(INPUT Opens)
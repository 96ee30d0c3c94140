use crate::graph::ProcessGraph;
use std::collections::BTreeSet;

/// Topological order of node ids
///
/// Kahn's algorithm over `to`-adjacency; ready nodes leave in insertion order. When only
/// cycles remain, the earliest unvisited node is forced out, so every node appears
/// exactly once and the sort always terminates.
pub fn topological_order(graph: &ProcessGraph) -> Vec<String> {
    let count = graph.len();
    let mut in_degree = vec![0usize; count];
    let mut adjacency: Vec<Vec<usize>> = vec![Vec::new(); count];

    for edge in graph.edges() {
        let (Some(from), Some(to)) = (graph.position(&edge.from), graph.position(&edge.to)) else {
            continue;
        };
        adjacency[from].push(to);
        in_degree[to] += 1;
    }

    let mut ready: BTreeSet<usize> = (0..count).filter(|&i| in_degree[i] == 0).collect();
    let mut visited = vec![false; count];
    let mut order = Vec::with_capacity(count);

    while order.len() < count {
        let next = match ready.pop_first() {
            Some(position) => position,
            None => {
                let Some(forced) = visited.iter().position(|v| !v) else {
                    break;
                };
                log::debug!("Breaking cycle at node position {}", forced);
                forced
            }
        };
        if visited[next] {
            continue;
        }
        visited[next] = true;

        if let Some(node) = graph.node_at(next) {
            order.push(node.id.clone());
        }

        for &target in &adjacency[next] {
            if visited[target] {
                continue;
            }
            in_degree[target] = in_degree[target].saturating_sub(1);
            if in_degree[target] == 0 {
                ready.insert(target);
            }
        }
    }

    order
}

#[cfg(test)]
mod tests {
    use super::*;
    use crate::graph::{ActionKind, EdgeKind, NodeSpec};

    fn graph_with(ids: &[&str], edges: &[(&str, &str)]) -> ProcessGraph {
        let mut graph = ProcessGraph::default();
        for id in ids {
            graph
                .create_node(NodeSpec::action(ActionKind::Click, *id).with_id(*id))
                .unwrap();
        }
        for (from, to) in edges {
            graph.add_edge(from, to, EdgeKind::Normal, None).unwrap();
        }
        graph
    }

    fn assert_respects_edges(graph: &ProcessGraph, order: &[String]) {
        for edge in graph.edges() {
            let from = order.iter().position(|id| *id == edge.from).unwrap();
            let to = order.iter().position(|id| *id == edge.to).unwrap();
            assert!(from < to, "{} must precede {}", edge.from, edge.to);
        }
    }

    #[test]
    fn test_linear_chain() {
        let graph = graph_with(&["a", "b", "c"], &[("a", "b"), ("b", "c")]);
        assert_eq!(topological_order(&graph), vec!["a", "b", "c"]);
    }

    #[test]
    fn test_order_differs_from_insertion() {
        let graph = graph_with(&["c", "a", "b"], &[("a", "b"), ("b", "c")]);
        let order = topological_order(&graph);
        assert_eq!(order, vec!["a", "b", "c"]);
        assert_respects_edges(&graph, &order);
    }

    #[test]
    fn test_ties_follow_insertion_order() {
        let graph = graph_with(&["root", "x", "y", "z"], &[("root", "z"), ("root", "x"), ("root", "y")]);
        assert_eq!(topological_order(&graph), vec!["root", "x", "y", "z"]);
    }

    #[test]
    fn test_diamond_is_deterministic() {
        let edges = [("a", "b"), ("a", "c"), ("b", "d"), ("c", "d")];
        let graph = graph_with(&["a", "b", "c", "d"], &edges);
        let first = topological_order(&graph);
        assert_respects_edges(&graph, &first);
        for _ in 0..5 {
            assert_eq!(topological_order(&graph), first);
        }
    }

    #[test]
    fn test_cycle_is_broken_not_rejected() {
        let graph = graph_with(&["a", "b", "c"], &[("a", "b"), ("b", "c"), ("c", "b")]);
        assert_eq!(topological_order(&graph), vec!["a", "b", "c"]);

        let ring = graph_with(&["x", "y"], &[("x", "y"), ("y", "x")]);
        assert_eq!(topological_order(&ring), vec!["x", "y"]);
    }

    #[test]
    fn test_self_loop_terminates() {
        let graph = graph_with(&["solo"], &[("solo", "solo")]);
        assert_eq!(topological_order(&graph), vec!["solo"]);
    }

    #[test]
    fn test_empty_graph() {
        assert!(topological_order(&ProcessGraph::default()).is_empty());
    }
}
(INPUT Closes)
EXERCISE REQUIREMENTS >> Lines with "else" in the records above: copy every one of them.

OUTPUT FOR THIS EXERCISE >>
        let (Some(from), Some(to)) = (graph.position(&edge.from), graph.position(&edge.to)) else {
                let Some(forced) = visited.iter().position(|v| !v) else {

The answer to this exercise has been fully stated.